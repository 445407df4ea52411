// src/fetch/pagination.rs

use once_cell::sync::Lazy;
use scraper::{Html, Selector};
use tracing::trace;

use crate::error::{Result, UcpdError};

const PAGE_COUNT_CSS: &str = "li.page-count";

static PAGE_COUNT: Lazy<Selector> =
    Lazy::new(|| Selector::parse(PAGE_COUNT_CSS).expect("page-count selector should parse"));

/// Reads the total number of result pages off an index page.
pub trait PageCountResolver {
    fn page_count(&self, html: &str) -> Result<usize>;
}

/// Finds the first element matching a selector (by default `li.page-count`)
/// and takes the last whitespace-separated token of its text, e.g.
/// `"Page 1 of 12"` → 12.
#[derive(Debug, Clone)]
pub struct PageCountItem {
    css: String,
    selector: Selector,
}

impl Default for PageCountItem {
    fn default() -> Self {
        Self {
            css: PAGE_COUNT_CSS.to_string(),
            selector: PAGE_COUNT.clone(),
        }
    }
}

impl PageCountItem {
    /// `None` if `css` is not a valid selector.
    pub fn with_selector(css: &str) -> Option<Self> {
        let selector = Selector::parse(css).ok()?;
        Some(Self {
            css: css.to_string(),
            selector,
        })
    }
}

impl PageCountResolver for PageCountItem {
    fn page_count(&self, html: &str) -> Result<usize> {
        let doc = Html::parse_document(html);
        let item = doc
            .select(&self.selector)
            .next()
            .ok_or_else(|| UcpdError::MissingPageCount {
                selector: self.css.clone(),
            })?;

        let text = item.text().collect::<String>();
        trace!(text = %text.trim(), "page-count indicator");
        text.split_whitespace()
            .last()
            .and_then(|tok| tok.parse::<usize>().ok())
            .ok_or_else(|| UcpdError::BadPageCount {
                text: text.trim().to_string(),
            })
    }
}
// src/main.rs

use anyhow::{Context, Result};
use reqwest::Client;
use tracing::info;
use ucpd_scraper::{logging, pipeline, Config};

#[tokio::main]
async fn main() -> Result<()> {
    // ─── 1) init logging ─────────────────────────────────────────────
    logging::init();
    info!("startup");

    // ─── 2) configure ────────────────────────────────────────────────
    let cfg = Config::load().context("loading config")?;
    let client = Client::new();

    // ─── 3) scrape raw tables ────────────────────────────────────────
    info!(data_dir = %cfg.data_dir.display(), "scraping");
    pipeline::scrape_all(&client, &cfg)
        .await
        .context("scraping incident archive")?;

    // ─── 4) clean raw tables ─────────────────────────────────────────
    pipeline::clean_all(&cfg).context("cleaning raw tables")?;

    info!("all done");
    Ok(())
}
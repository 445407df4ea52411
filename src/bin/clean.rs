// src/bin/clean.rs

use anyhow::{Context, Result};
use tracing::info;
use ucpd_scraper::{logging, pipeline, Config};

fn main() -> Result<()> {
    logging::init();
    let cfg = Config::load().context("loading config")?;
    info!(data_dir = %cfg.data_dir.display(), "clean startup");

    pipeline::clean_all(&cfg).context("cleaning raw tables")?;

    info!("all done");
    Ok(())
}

_EXERCISE AIM_
The lines above from the one containing "use once_cell::sync::Lazy;" through the one containing "impl Default for" are to be set down exactly, and no others.

_ANSWER TO THE PROBLEM_
use once_cell::sync::Lazy;
use scraper::{Html, Selector};
use tracing::trace;

use crate::error::{Result, UcpdError};

const PAGE_COUNT_CSS: &str = "li.page-count";

static PAGE_COUNT: Lazy<Selector> =
    Lazy::new(|| Selector::parse(PAGE_COUNT_CSS).expect("page-count selector should parse"));

/// Reads the total number of result pages off an index page.
pub trait PageCountResolver {
    fn page_count(&self, html: &str) -> Result<usize>;
}

/// Finds the first element matching a selector (by default `li.page-count`)
/// and takes the last whitespace-separated token of its text, e.g.
/// `"Page 1 of 12"` → 12.
#[derive(Debug, Clone)]
pub struct PageCountItem {
    css: String,
    selector: Selector,
}

impl Default for PageCountItem {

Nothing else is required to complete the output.